Rising numbers of case studies and demanding legislation are forcing up costs for drug safety departments across the pharmaceutical sector. Anne Tinggaard of NNIT speaks to Clinical Trials Insight about the financial and logistical advantages of installing integrated IT solutions to optimise the pharmacovigilance process.
With patients’ lives hanging in the balance, drug safety is always paramount in the life sciences sector. For pharmaceutical manufacturers, it is a complex equation, necessitating compliance with tough industry regulations, data collection on adverse side effects and implementation costs.
Recently, the balance has become harder to strike; the number of side effects reported by patients is rising, creating an abundance of new information that costs time and money to collect and store efficiently. “People are starting to talk about drugs online and reporting adverse side effects on companies’ websites,” says Anne Tinggaard, drug safety consultant for NNIT. “The number of clinical trials required for product approval has also increased. Life science companies are required to file all this new information, which is pushing up the price of pharmacovigilance.”
Rigorous industry regulations are adding to the challenges. In 2010, the European Medicine Agency created a round of new legislation, including the Pharmacovigilance System Master File, requiring companies to supply vast amounts of information on drug safety procedures. In some cases, firms have been forced to take on new staff just to meet the demands.
Using IT to make case study processing more efficient and ensure regulatory compliance can help life science companies bring the cost of pharmacovigilance back down. But technology alone is not enough to provide an effective solution; field expertise is also needed.
“Being familiar with the daily processes of life science employees and how the life science business functions, along with having an in-depth knowledge of the latest legislation, is a vital foundation for any effective pharmacovigilance IT system,” Tinggaard explains. “Not only is it necessary for full optimisation, it also means the consultant has the necessary in-depth understanding to contribute new ideas to make processes run more smoothly.”
With a proven track record in hosting and supporting safety systems for a number of major pharmaceutical customers, NNIT has the experience and technological expertise to provide effective IT-based drug safety solutions.
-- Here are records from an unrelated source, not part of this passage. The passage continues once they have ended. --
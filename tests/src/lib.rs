//! Shared helpers for the integration tests.

pub mod fixtures;
pub mod mocks;
pub mod setup;
//! Persistent NFT record store.

pub mod client;
pub mod clickhouse_store;
pub mod config;
pub mod health;
pub mod memory;
pub mod schema;

use async_trait::async_trait;
use ingest_core::{NftRecord, NftUpdate, Result};
use std::sync::Arc;

pub use client::ClickHouseClient;
pub use clickhouse_store::ClickHouseStore;
pub use config::{ClickHouseConfig, StoreBackend, StoreConfig};
pub use memory::MemoryStore;

#[async_trait]
pub trait RecordStore: Send + Sync {
    async fn find_by_id(&self, id: i64) -> Result<Option<NftRecord>>;

    /// Applies a partial update. Returns `false` if the record doesn't exist.
    async fn update(&self, id: i64, update: &NftUpdate) -> Result<bool>;

    /// Inserts or replaces a whole record.
    async fn insert(&self, record: &NftRecord) -> Result<()>;

    /// Records with an error and no route, ordered by id, starting after `after_id`.
    async fn list_failed(&self, after_id: i64, limit: usize) -> Result<Vec<NftRecord>>;
}

/// Shared, dynamically dispatched record store.
pub type SharedStore = Arc<dyn RecordStore>;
In addition to employing a number of staff who previously worked in pharmacovigilance departments, NNIT ensures its knowledge on the latest products and most recent legislation is always up to date.
“Some people mistakenly believe, because of our name, that we’re simply an IT company,” says Tinggaard. “But NNIT is a lot more than that. We understand the life sciences too, and are able to assist our clients on functional and technical levels.”
Improving drug companies’ business intelligence is central to NNIT’s strategy for bringing down pharmacovigilance costs. By providing technology that tracks key performance indicators (KPIs) for case processing across safety departments – including the number of studies, time spent, and ensuring requirements are met and that reports are sent to authorities on schedule – pharmaceutical companies can reduce the time and financial expenses of implementing drug safety.
“As consultants, we can come in, look at the daily work processes and figure out how best to optimise a company’s safety data,” says Tinggaard. “Also, a lot of companies are outsourcing their case processing now, so they need a more sophisticated IT solution to keep track of the KPIs.”
In future, cross-system integration looks set to play an even greater role in drug safety. With the number of case studies continuing to increase and regulation likely to become more rigorous, life science companies are beginning to combine clinical and safety data sets.
“It will become more important for the different departments of big firms to work well together,” says Tinggaard. “Not only does it create a good flow of information, it also allows companies to use computers to collect adverse effect signals a lot more easily.”
Automating the signal detection process also means that reported side effects can be reacted to far more efficiently than manual data analysis would allow, bringing significant financial and health benefits. For life science companies and patients alike, it seems the future of drug safety lies in integrated IT solutions.